Effective leadership requires the skills for having courageous conversations. Being able to speak courageously develops trust and fairness, two critical ingredients for engagement. Leaders who commit to this in themselves and their teams have a clear advantage.
A courageous conversation is a conversation where you take the risk of being completely open and honest, with the intention of creating a better outcome for everyone involved.
It is not a ‘difficult’ conversation, as that would imply hardship, resistance and struggle. It is not a ‘fierce’ conversation, as that would imply aggression and generate fear.
A courageous conversation comes from the heart with an honourable intent to be of value to whoever is involved. It relieves hardship, struggle and resistance. It creates clarity, capability and responsibility. It is liberating.
To be really effective you need to develop a desire for finding the truth of a matter. This requires the discipline of focused reflection. It involves peeling back the layers of illusion developed over years of learning how to protect ourselves.
This is where risk comes in: the risk of discovering what really matters to you and committing to that. This is when you begin to communicate on a deeply authentic level, when you can become truly influential. People recognise and respond to authenticity.
Often we just say what is on our mind without thinking about what we really mean to say and how to say it skillfully. Imagine what would happen if we said things in a way that they could be heard with the purity of their intent.
The clearer you get about what you want to say, how you want it to be heard and the result you want to achieve, the more impact you have. When someone hears what you intend and they understand, you experience communion, in its purest sense – a very powerful tool in working together effectively.
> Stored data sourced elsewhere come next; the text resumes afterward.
//! Renderer-agnostic form description derived from the schema.
//!
//! Each section lists the scalar properties of one schema object together
//! with the value currently shown for them. Nested objects and sequences are
//! edited through the entity operations on [`EditorSession`] instead.

use crate::error::EditorError;
use crate::session::{ADVERTISEMENT_KEY, PAYMENTS_KEY, PLACEMENTS_KEY, PLATFORMS_KEY, item_schema};
use crate::EditorSession;
use bridge_editor_protocol::{AdSurface, FieldPath, PathSegment, Platform, format_label};
use bridge_editor_schema::{SchemaNode, SchemaType, build_default, resolve};
use serde::Serialize;
use serde_json::{Number, Value};

/// Input control used for a field.
#[derive(Debug, Clone, Copy, PartialEq, Eq, Serialize)]
#[serde(rename_all = "snake_case")]
pub enum FieldKind {
    Toggle,
    Text,
    Number,
    /// Number whose blank, unparseable or zero input clears the field.
    OptionalNumber,
    /// Text field restricted to the known platform ids.
    PlatformSelect,
}

impl FieldKind {
    /// Control for a scalar schema node; `None` for anything else.
    pub fn for_node(node: SchemaNode<'_>) -> Option<Self> {
        match node.schema_type()? {
            SchemaType::Boolean => Some(Self::Toggle),
            SchemaType::String => Some(Self::Text),
            SchemaType::Number => Some(Self::Number),
            SchemaType::Object | SchemaType::Array => None,
        }
    }

    /// Control for the field at `path` described by `node`.
    ///
    /// Numbers inside payment products clear on empty input instead of
    /// storing `0`.
    pub fn for_path(path: &FieldPath, node: SchemaNode<'_>) -> Option<Self> {
        let kind = Self::for_node(node)?;
        let in_payment = matches!(
            path.segments().first(),
            Some(PathSegment::Field(section)) if section == PAYMENTS_KEY
        );
        Some(match kind {
            Self::Number if in_payment => Self::OptionalNumber,
            other => other,
        })
    }

    /// Convert raw text input into the value stored for this control.
    ///
    /// Returns `None` when a toggle receives something that is not a
    /// recognizable boolean. For [`FieldKind::Number`] input that fails to
    /// parse becomes `0`; [`FieldKind::OptionalNumber`] yields `null` for
    /// that and for zero, which clears the field.
    pub fn parse_input(self, input: &str) -> Option<Value> {
        let trimmed = input.trim();
        match self {
            Self::Toggle => match trimmed.to_ascii_lowercase().as_str() {
                "true" | "1" | "yes" | "on" => Some(Value::Bool(true)),
                "false" | "0" | "no" | "off" => Some(Value::Bool(false)),
                _ => None,
            },
            Self::Number => Some(number_value(parse_number(trimmed).unwrap_or(0.0))),
            Self::OptionalNumber => Some(
                parse_number(trimmed)
                    .filter(|number| *number != 0.0)
                    .map_or(Value::Null, number_value),
            ),
            Self::Text | Self::PlatformSelect => Some(Value::String(input.to_string())),
        }
    }
}

fn parse_number(input: &str) -> Option<f64> {
    input.parse::<f64>().ok().filter(|number| number.is_finite())
}

/// Whole numbers are kept integral so `60` does not turn into `60.0`.
fn number_value(number: f64) -> Value {
    if number.fract() == 0.0 && number.abs() < i64::MAX as f64 {
        Value::Number(Number::from(number as i64))
    } else {
        Number::from_f64(number).map_or(Value::Null, Value::Number)
    }
}

/// Top-level settings shown in the general section, in display order.
#[derive(Debug, Clone, Copy, PartialEq, Eq)]
pub enum GeneralField {
    ForciblySetPlatformId,
    SendAnalyticsEvents,
    DisableLoadingLogo,
    ShowFullLoadingLogo,
}

impl GeneralField {
    pub const ALL: [GeneralField; 4] = [
        GeneralField::ForciblySetPlatformId,
        GeneralField::SendAnalyticsEvents,
        GeneralField::DisableLoadingLogo,
        GeneralField::ShowFullLoadingLogo,
    ];

    pub fn key(self) -> &'static str {
        match self {
            GeneralField::ForciblySetPlatformId => "forciblySetPlatformId",
            GeneralField::SendAnalyticsEvents => "sendAnalyticsEvents",
            GeneralField::DisableLoadingLogo => "disableLoadingLogo",
            GeneralField::ShowFullLoadingLogo => "showFullLoadingLogo",
        }
    }
}

/// One editable field.
#[derive(Debug, Clone, PartialEq, Serialize)]
pub struct FieldDescriptor {
    /// Absolute path in the configuration document.
    pub path: FieldPath,
    pub name: String,
    pub label: String,
    pub kind: FieldKind,
    pub required: bool,
    /// Stored value, or the schema default when nothing is stored.
    pub value: Value,
}

impl FieldDescriptor {
    /// Label with a trailing ` *` for required fields.
    pub fn display_label(&self) -> String {
        if self.required {
            format!("{} *", self.label)
        } else {
            self.label.clone()
        }
    }
}

/// Fields of the general section that the schema declares.
pub fn general_fields(session: &EditorSession) -> Result<Vec<FieldDescriptor>, EditorError> {
    let schema = session.schema();
    let mut fields = Vec::new();
    for field in GeneralField::ALL {
        let Some(node) = schema.property(field.key())? else {
            continue;
        };
        let kind = match field {
            GeneralField::ForciblySetPlatformId => FieldKind::PlatformSelect,
            _ => match FieldKind::for_node(node) {
                Some(kind) => kind,
                None => continue,
            },
        };
        let path = FieldPath::root().field(field.key());
        fields.push(describe(session, path, field.key(), node, kind, false)?);
    }
    Ok(fields)
}

/// Settings of an added platform; empty when the platform is not added.
pub fn platform_fields(session: &EditorSession, platform: Platform) -> Result<Vec<FieldDescriptor>, EditorError> {
    if !session.added_platforms().contains(&platform) {
        return Ok(Vec::new());
    }
    let Some(section) = session.schema().property(PLATFORMS_KEY)? else {
        return Ok(Vec::new());
    };
    let Some(node) = section.property(platform.as_str()) else {
        return Ok(Vec::new());
    };
    let base = FieldPath::root().field(PLATFORMS_KEY).field(platform.as_str());
    object_fields(session, &base, node, &[], true)
}

/// Advertisement settings other than the per-surface sections.
pub fn advertisement_fields(session: &EditorSession) -> Result<Vec<FieldDescriptor>, EditorError> {
    let Some(node) = session.schema().property(ADVERTISEMENT_KEY)? else {
        return Ok(Vec::new());
    };
    let surfaces = AdSurface::ALL.map(AdSurface::as_str);
    object_fields(session, &FieldPath::root().field(ADVERTISEMENT_KEY), node, &surfaces, false)
}

/// Settings of one ad surface other than its placements.
pub fn surface_fields(session: &EditorSession, surface: AdSurface) -> Result<Vec<FieldDescriptor>, EditorError> {
    let schema = session.schema();
    let Some(advertisement) = schema.property(ADVERTISEMENT_KEY)? else {
        return Ok(Vec::new());
    };
    let Some(node) = advertisement.property(surface.as_str()) else {
        return Ok(Vec::new());
    };
    let node = resolve(node, schema)?;
    let base = FieldPath::root().field(ADVERTISEMENT_KEY).field(surface.as_str());
    object_fields(session, &base, node, &[PLACEMENTS_KEY], false)
}

/// Fields of `platform` within payment `index`; empty when not configured.
pub fn payment_platform_fields(
    session: &EditorSession,
    index: usize,
    platform: Platform,
) -> Result<Vec<FieldDescriptor>, EditorError> {
    if !session.payment_platforms(index).contains(&platform) {
        return Ok(Vec::new());
    }
    let item = item_schema(session.schema(), PAYMENTS_KEY)?;
    let Some(node) = item.property(platform.as_str()) else {
        return Ok(Vec::new());
    };
    let base = FieldPath::root()
        .field(PAYMENTS_KEY)
        .index(index)
        .field(platform.as_str());
    object_fields(session, &base, node, &[], true)
}

fn object_fields(
    session: &EditorSession,
    base: &FieldPath,
    node: SchemaNode<'_>,
    skip: &[&str],
    mark_required: bool,
) -> Result<Vec<FieldDescriptor>, EditorError> {
    let node = resolve(node, session.schema())?;
    let mut fields = Vec::new();
    for (name, property) in node.properties() {
        if skip.contains(&name) {
            continue;
        }
        let property = resolve(property, session.schema())?;
        let path = base.clone().field(name);
        let Some(kind) = FieldKind::for_path(&path, property) else {
            continue;
        };
        let required = mark_required && node.is_required(name);
        fields.push(describe(session, path, name, property, kind, required)?);
    }
    Ok(fields)
}

fn describe(
    session: &EditorSession,
    path: FieldPath,
    name: &str,
    node: SchemaNode<'_>,
    kind: FieldKind,
    required: bool,
) -> Result<FieldDescriptor, EditorError> {
    let value = match session.value_at(&path) {
        Some(value) => value.clone(),
        None => build_default(node, session.schema())?,
    };
    Ok(FieldDescriptor {
        path,
        name: name.to_string(),
        label: format_label(name),
        kind,
        required,
        value,
    })
}

#[cfg(test)]
mod tests {
    use super::*;
    use bridge_editor_schema::Schema;
    use bridge_editor_test_utils::{analytics_schema, bridge_schema};
    use pretty_assertions::assert_eq;
    use serde_json::json;

    fn session() -> EditorSession {
        EditorSession::new(Schema::from_value(bridge_schema()).expect("schema")).expect("session")
    }

    fn names(fields: &[FieldDescriptor]) -> Vec<String> {
        fields.iter().map(FieldDescriptor::display_label).collect()
    }

    #[test]
    fn parse_input_per_kind() {
        assert_eq!(FieldKind::Toggle.parse_input("Yes"), Some(json!(true)));
        assert_eq!(FieldKind::Toggle.parse_input("off"), Some(json!(false)));
        assert_eq!(FieldKind::Toggle.parse_input("maybe"), None);
        assert_eq!(FieldKind::Number.parse_input("30"), Some(json!(30)));
        assert_eq!(FieldKind::Number.parse_input("2.5"), Some(json!(2.5)));
        assert_eq!(FieldKind::Number.parse_input("abc"), Some(json!(0)));
        assert_eq!(FieldKind::Number.parse_input(""), Some(json!(0)));
        assert_eq!(FieldKind::OptionalNumber.parse_input("100"), Some(json!(100)));
        assert_eq!(FieldKind::OptionalNumber.parse_input(""), Some(Value::Null));
        assert_eq!(FieldKind::OptionalNumber.parse_input("abc"), Some(Value::Null));
        assert_eq!(FieldKind::OptionalNumber.parse_input("0"), Some(Value::Null));
        assert_eq!(FieldKind::Text.parse_input(" id "), Some(json!(" id ")));
        assert_eq!(FieldKind::PlatformSelect.parse_input("yandex"), Some(json!("yandex")));
    }

    #[test]
    fn general_section_follows_fixed_order() {
        let fields = general_fields(&session()).expect("fields");
        assert_eq!(
            names(&fields),
            vec![
                "Forcibly Set Platform Id",
                "Send Analytics Events",
                "Disable Loading Logo",
                "Show Full Loading Logo"
            ]
        );
        assert_eq!(fields[0].kind, FieldKind::PlatformSelect);
        assert_eq!(fields[0].value, json!(""));
        assert_eq!(fields[1].value, json!(true));
        assert_eq!(fields[3].value, json!(false));
    }

    #[test]
    fn general_section_skips_undeclared_fields() {
        let session = EditorSession::new(Schema::from_value(analytics_schema()).expect("schema"))
            .expect("session");
        let fields = general_fields(&session).expect("fields");
        assert_eq!(names(&fields), vec!["Send Analytics Events"]);
    }

    #[test]
    fn platform_section_marks_required_fields() {
        let mut session = session();
        assert!(platform_fields(&session, Platform::CrazyGames).expect("fields").is_empty());

        session.add_platform(Platform::CrazyGames).expect("add");
        let fields = platform_fields(&session, Platform::CrazyGames).expect("fields");
        assert_eq!(
            names(&fields),
            vec!["Xsolla Project Id *", "Is Sandbox", "Retries", "Region"]
        );
        assert_eq!(fields[3].path.to_string(), "platforms.crazy_games.region");
        assert_eq!(fields[3].value, json!(""));
    }

    #[test]
    fn advertisement_sections_skip_nested_parts() {
        let session = session();
        let fields = advertisement_fields(&session).expect("fields");
        assert_eq!(names(&fields), vec!["Use Built In Error Popup", "Backfill Id"]);

        let fields = surface_fields(&session, AdSurface::Interstitial).expect("fields");
        assert_eq!(names(&fields), vec!["Preload On Start", "Delay"]);
        assert_eq!(fields[1].value, json!(60));
    }

    #[test]
    fn payment_platform_fields_use_nested_paths() {
        let mut session = session();
        session.add_payment().expect("payment");
        session.add_payment_platform(0, Platform::Facebook).expect("facebook");

        let fields = payment_platform_fields(&session, 0, Platform::Facebook).expect("fields");
        assert_eq!(names(&fields), vec!["Id *", "Description"]);
        assert_eq!(fields[1].path.to_string(), "payments.0.facebook.description");
        assert!(payment_platform_fields(&session, 0, Platform::Yandex).expect("fields").is_empty());
    }

    #[test]
    fn payment_numbers_clear_instead_of_storing_zero() {
        let mut session = session();
        session.add_payment().expect("payment");
        session.add_payment_platform(0, Platform::Playgama).expect("playgama");

        let fields = payment_platform_fields(&session, 0, Platform::Playgama).expect("fields");
        assert_eq!(fields[0].kind, FieldKind::OptionalNumber);

        let delay = surface_fields(&session, AdSurface::Interstitial).expect("fields");
        assert_eq!(delay[1].kind, FieldKind::Number);
    }
}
In business, if we identify the outcomes we want to create, we can take responsibility for working towards them. For example, John might want to influence his boss, Jane, to consider a proposal. If Jane doesn’t consider the proposal, he could blame her for it, or he could choose to take the responsibility and find out how he could better influence her to consider it. From her point of view, there could be confidential budget pressures, or she might be unfamiliar with the concept. If John was willing to change his approach to address these factors, he would be more likely to achieve his desired outcome.
Next time someone does something which offends you, think about what you want to achieve before responding.
Think about the purpose your response will serve:
• Will it add value?
• If not, why are you doing it?
If the issue is really important to you, think about how your response could be formed so it can be received by the other person (from their point of view).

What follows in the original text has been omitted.